## Data for this task:
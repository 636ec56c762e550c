//! USB Mass Storage class driver (Bulk-Only Transport).
//!
//! Frames SCSI READ(10)/WRITE(10) commands in 31-byte command block
//! wrappers on the bulk OUT pipe, streams the payload on the bulk
//! pipes and drains the 13-byte status wrapper. A stall on either data
//! pipe or a disconnect aborts the operation; there is no automatic
//! retry, the caller abandons the device session on failure.

use super::super::*;
use byteorder::{BigEndian, ByteOrder, LittleEndian};
use log::{debug, warn};
use num_traits::FromPrimitive;

pub const GET_MAX_LUN: UsbControlRequest = UsbControlRequest(0xFE);
pub const MASS_STORAGE_RESET: UsbControlRequest = UsbControlRequest(0xFF);

/// Host pipe indices the data pipes are bound to.
pub const DATA_IN_PIPE: PipeNumber = PipeNumber(1);
pub const DATA_OUT_PIPE: PipeNumber = PipeNumber(2);

pub const CBW_SIGNATURE: u32 = 0x43425355; // "USBC"
pub const CSW_SIGNATURE: u32 = 0x53425355; // "USBS"

pub const SCSI_CMD_READ_10: u8 = 0x28;
pub const SCSI_CMD_WRITE_10: u8 = 0x2A;

/// One storage block as addressed over the bulk protocol.
pub const DEVICE_BLOCK_SIZE: usize = 512;

/// Direction bit of the command block wrapper flags byte.
#[derive(Debug, Clone, Copy, PartialEq, Eq)]
pub enum CommandDirection {
    DataOut = 0x00,
    DataIn = 0x80,
}

/// The 31-byte command block wrapper framing one SCSI command.
#[derive(Debug, Clone)]
pub struct CommandBlockWrapper {
    pub tag: u32,
    pub data_transfer_length: u32,
    pub direction: CommandDirection,
    pub lun: u8,
    pub command_length: u8,
    pub command: [u8; 16],
}

impl CommandBlockWrapper {
    pub const LENGTH: usize = 31;

    /// READ(10): big-endian block address and block count.
    pub fn scsi_read_10(tag: u32, block_address: u32, blocks: u16) -> Self {
        Self::scsi_10(tag, SCSI_CMD_READ_10, CommandDirection::DataIn, block_address, blocks)
    }

    /// WRITE(10): big-endian block address and block count.
    pub fn scsi_write_10(tag: u32, block_address: u32, blocks: u16) -> Self {
        Self::scsi_10(tag, SCSI_CMD_WRITE_10, CommandDirection::DataOut, block_address, blocks)
    }

    fn scsi_10(
        tag: u32,
        opcode: u8,
        direction: CommandDirection,
        block_address: u32,
        blocks: u16,
    ) -> Self {
        let mut command = [0u8; 16];
        command[0] = opcode;
        // byte 1: control bits, all off
        BigEndian::write_u32(&mut command[2..6], block_address);
        // byte 6: reserved
        BigEndian::write_u16(&mut command[7..9], blocks);
        // byte 9: control, zero
        Self {
            tag,
            data_transfer_length: blocks as u32 * DEVICE_BLOCK_SIZE as u32,
            direction,
            lun: 0,
            command_length: 10,
            command,
        }
    }

    pub fn to_bytes(&self) -> [u8; Self::LENGTH] {
        let mut bytes = [0u8; Self::LENGTH];
        LittleEndian::write_u32(&mut bytes[0..4], CBW_SIGNATURE);
        LittleEndian::write_u32(&mut bytes[4..8], self.tag);
        LittleEndian::write_u32(&mut bytes[8..12], self.data_transfer_length);
        bytes[12] = self.direction as u8;
        bytes[13] = self.lun;
        bytes[14] = self.command_length;
        bytes[15..31].copy_from_slice(&self.command);
        bytes
    }
}

/// Command status wrapper status byte.
#[repr(u8)]
#[derive(Debug, Clone, Copy, PartialEq, Eq, num_derive::FromPrimitive)]
pub enum CswStatus {
    Passed = 0,
    Failed = 1,
    PhaseError = 2,
}

/// The 13-byte command status wrapper.
///
/// The transfer engine drains the status bank without parsing it; this
/// type exists for consumers that read the wrapper themselves.
#[derive(Debug, Clone, Copy)]
pub struct CommandStatusWrapper {
    pub signature: u32,
    pub tag: u32,
    pub residue: u32,
    pub status: u8,
}

impl CommandStatusWrapper {
    pub const LENGTH: usize = 13;

    pub fn from_bytes(bytes: &[u8; Self::LENGTH]) -> Self {
        Self {
            signature: LittleEndian::read_u32(&bytes[0..4]),
            tag: LittleEndian::read_u32(&bytes[4..8]),
            residue: LittleEndian::read_u32(&bytes[8..12]),
            status: bytes[12],
        }
    }

    #[inline]
    pub fn is_valid(&self) -> bool {
        self.signature == CSW_SIGNATURE
    }

    #[inline]
    pub fn status(&self) -> Option<CswStatus> {
        FromPrimitive::from_u8(self.status)
    }
}

/// The bulk pipe pair of one logical unit, discovered at enumeration
/// and cached for the lifetime of the attached device.
#[derive(Debug, Clone, Copy)]
pub struct PipePair {
    pub in_pipe: PipeNumber,
    pub in_size: u16,
    pub out_pipe: PipeNumber,
    pub out_size: u16,
}

/// Phase of one bulk-only operation, for diagnostics.
#[derive(Debug, Clone, Copy, PartialEq, Eq)]
enum BotPhase {
    SendCbw,
    DataIn,
    DataOut,
    DrainStatus,
}

/// One attached bulk-only mass storage device.
#[derive(Debug)]
pub struct MassStorageDevice {
    pipes: PipePair,
    if_no: UsbInterfaceNumber,
}

impl MassStorageDevice {
    /// Configures the attached device and discovers its bulk pipes.
    ///
    /// Sets configuration 1, reads the configuration descriptor, finds
    /// the first mass-storage bulk-only interface and binds its bulk
    /// endpoints to [`DATA_IN_PIPE`] and [`DATA_OUT_PIPE`].
    pub fn enumerate<B: HostBus>(
        session: &mut HostSession<B>,
        buffer: &mut ConfigBuffer,
    ) -> Result<Self, EnumerationError> {
        session.set_configuration(1)?;
        read_configuration(session, buffer)?;

        let mut walker = DescriptorWalker::new(buffer);
        let raw = walker
            .find_next(interface_with_class(UsbClass::MSD_BULK_ONLY))
            .map_err(|_| EnumerationError::InterfaceNotFound)?;
        let if_no = UsbInterfaceDescriptor::from_slice(raw)
            .ok_or(EnumerationError::InterfaceNotFound)?
            .if_no();

        let mut pipe_in: Option<(u8, u16)> = None;
        let mut pipe_out: Option<(u8, u16)> = None;
        while pipe_in.is_none() || pipe_out.is_none() {
            let raw = walker
                .find_next(data_endpoint_in_interface())
                .map_err(|_| EnumerationError::NoEndpointFound)?;
            let ep = UsbEndpointDescriptor::from_slice(raw)
                .ok_or(EnumerationError::NoEndpointFound)?;
            match classify_endpoint(ep) {
                Some(EndpointRole::DataIn) => {
                    pipe_in = Some((ep.endpoint_address(), ep.max_packet_size()));
                }
                Some(EndpointRole::DataOut) => {
                    pipe_out = Some((ep.endpoint_address(), ep.max_packet_size()));
                }
                _ => (),
            }
        }
        let (in_endpoint, in_size) = pipe_in.unwrap();
        let (out_endpoint, out_size) = pipe_out.unwrap();

        let bus = session.bus_mut();
        bus.configure_pipe(DATA_IN_PIPE, PipeToken::In, in_endpoint, in_size);
        bus.configure_pipe(DATA_OUT_PIPE, PipeToken::Out, out_endpoint, out_size);
        debug!(
            "mass storage pipes bound: IN {:02x}/{} OUT {:02x}/{}",
            in_endpoint, in_size, out_endpoint, out_size
        );

        Ok(Self {
            pipes: PipePair {
                in_pipe: DATA_IN_PIPE,
                in_size,
                out_pipe: DATA_OUT_PIPE,
                out_size,
            },
            if_no,
        })
    }

    #[inline]
    pub fn pipes(&self) -> &PipePair {
        &self.pipes
    }

    /// Class request: highest logical unit number the device supports.
    pub fn max_lun<B: HostBus>(&self, session: &mut HostSession<B>) -> Result<u8, ControlError> {
        let mut reply = [0u8; 1];
        session
            .send_control(
                UsbControlSetupData::request(
                    UsbControlRequestBitmap::GET_CLASS_INTERFACE,
                    GET_MAX_LUN,
                )
                .index_if(self.if_no)
                .length(1),
                ControlData::In(&mut reply),
            )
            .map(|_| reply[0])
    }

    /// Class request: bulk-only mass storage reset.
    pub fn reset<B: HostBus>(&self, session: &mut HostSession<B>) -> Result<(), ControlError> {
        session.send_control(
            UsbControlSetupData::request(
                UsbControlRequestBitmap::SET_CLASS_INTERFACE,
                MASS_STORAGE_RESET,
            )
            .index_if(self.if_no),
            ControlData::None,
        )
    }

    /// Reads `blocks` blocks starting at `block_address` into `buffer`.
    pub fn read_blocks<B: HostBus>(
        &self,
        session: &mut HostSession<B>,
        block_address: u32,
        blocks: u16,
        buffer: &mut [u8],
    ) -> Result<(), TransferFailed> {
        let result = self.read_blocks_inner(session, block_address, blocks, buffer);
        self.freeze_data_pipes(session.bus_mut());
        if result.is_ok() {
            session.settle_frame();
        }
        result
    }

    /// Writes `blocks` blocks starting at `block_address` from `buffer`.
    pub fn write_blocks<B: HostBus>(
        &self,
        session: &mut HostSession<B>,
        block_address: u32,
        blocks: u16,
        buffer: &[u8],
    ) -> Result<(), TransferFailed> {
        let result = self.write_blocks_inner(session, block_address, blocks, buffer);
        self.freeze_data_pipes(session.bus_mut());
        if result.is_ok() {
            session.settle_frame();
        }
        result
    }

    fn read_blocks_inner<B: HostBus>(
        &self,
        session: &mut HostSession<B>,
        block_address: u32,
        blocks: u16,
        buffer: &mut [u8],
    ) -> Result<(), TransferFailed> {
        let total = blocks as usize * DEVICE_BLOCK_SIZE;
        if buffer.len() < total {
            return Err(TransferFailed);
        }
        let cbw = CommandBlockWrapper::scsi_read_10(session.next_tag(), block_address, blocks);
        self.send_cbw(session.bus_mut(), &cbw)?;
        let bus = session.bus_mut();
        bus.freeze();

        // TRANSFER_DATA: drain the device's reply from the IN pipe
        bus.select_pipe(self.pipes.in_pipe);
        bus.unfreeze();
        while !bus.bank_ready() {
            if self.data_pipes_faulted(bus) {
                return self.fail(BotPhase::DataIn);
            }
        }
        let mut received = 0;
        while received < total {
            buffer[received] = bus.read_byte();
            received += 1;
            if !bus.is_connected() {
                return self.fail(BotPhase::DataIn);
            }
            if received < total && bus.bytes_in_bank() == 0 {
                bus.commit_bank();
                while !bus.bank_ready() {
                    if !bus.is_connected() {
                        return self.fail(BotPhase::DataIn);
                    }
                }
            }
        }
        bus.commit_bank();

        self.drain_status(bus)
    }

    fn write_blocks_inner<B: HostBus>(
        &self,
        session: &mut HostSession<B>,
        block_address: u32,
        blocks: u16,
        buffer: &[u8],
    ) -> Result<(), TransferFailed> {
        let total = blocks as usize * DEVICE_BLOCK_SIZE;
        if buffer.len() < total {
            return Err(TransferFailed);
        }
        let cbw = CommandBlockWrapper::scsi_write_10(session.next_tag(), block_address, blocks);
        self.send_cbw(session.bus_mut(), &cbw)?;
        let bus = session.bus_mut();

        // TRANSFER_DATA: stream the payload, one bank per packet
        let packet_size = self.pipes.out_size as usize;
        let mut bytes_in_bank = 0;
        for &byte in &buffer[..total] {
            bus.write_byte(byte);
            bytes_in_bank += 1;
            if !bus.is_connected() {
                return self.fail(BotPhase::DataOut);
            }
            if bytes_in_bank == packet_size {
                bus.commit_bank();
                bytes_in_bank = 0;
                if bus.has_occurred(PipeCondition::Stalled) {
                    bus.clear(PipeCondition::Stalled);
                    return self.fail(BotPhase::DataOut);
                }
            }
        }
        if bytes_in_bank > 0 {
            bus.commit_bank();
        }
        bus.freeze();

        bus.select_pipe(self.pipes.in_pipe);
        bus.unfreeze();
        self.drain_status(bus)
    }

    /// SEND_CBW: streams all 31 wrapper bytes on the OUT pipe.
    ///
    /// The OUT pipe is left unfrozen; the write path continues on it.
    fn send_cbw<B: HostBus>(
        &self,
        bus: &mut B,
        cbw: &CommandBlockWrapper,
    ) -> Result<(), TransferFailed> {
        bus.select_pipe(self.pipes.out_pipe);
        bus.unfreeze();
        for byte in cbw.to_bytes() {
            bus.write_byte(byte);
        }
        bus.commit_bank();
        if bus.has_occurred(PipeCondition::Stalled) {
            bus.clear(PipeCondition::Stalled);
            return self.fail(BotPhase::SendCbw);
        }
        if !bus.is_connected() {
            return self.fail(BotPhase::SendCbw);
        }
        Ok(())
    }

    /// DRAIN_STATUS: the 13-byte status wrapper is acknowledged and
    /// discarded without parsing. The IN pipe must be selected and
    /// unfrozen.
    fn drain_status<B: HostBus>(&self, bus: &mut B) -> Result<(), TransferFailed> {
        while !bus.bank_ready() {
            if !bus.is_connected() {
                return self.fail(BotPhase::DrainStatus);
            }
        }
        bus.commit_bank();
        bus.freeze();
        Ok(())
    }

    /// Checks both data pipes for a stall and the port for a
    /// disconnect, clearing any stall found. Leaves the IN pipe
    /// selected.
    fn data_pipes_faulted<B: HostBus>(&self, bus: &mut B) -> bool {
        bus.select_pipe(self.pipes.out_pipe);
        if bus.has_occurred(PipeCondition::Stalled) {
            bus.clear(PipeCondition::Stalled);
            return true;
        }
        bus.select_pipe(self.pipes.in_pipe);
        if bus.has_occurred(PipeCondition::Stalled) {
            bus.clear(PipeCondition::Stalled);
            return true;
        }
        !bus.is_connected()
    }

    fn freeze_data_pipes<B: HostBus>(&self, bus: &mut B) {
        bus.select_pipe(self.pipes.out_pipe);
        bus.freeze();
        bus.select_pipe(self.pipes.in_pipe);
        bus.freeze();
    }

    fn fail(&self, phase: BotPhase) -> Result<(), TransferFailed> {
        warn!("bulk-only transfer aborted in {:?} phase", phase);
        Err(TransferFailed)
    }
}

## What the task asks:
Write down how many lines in the data contain "DataIn". Add nothing else.

## Output of the task:
7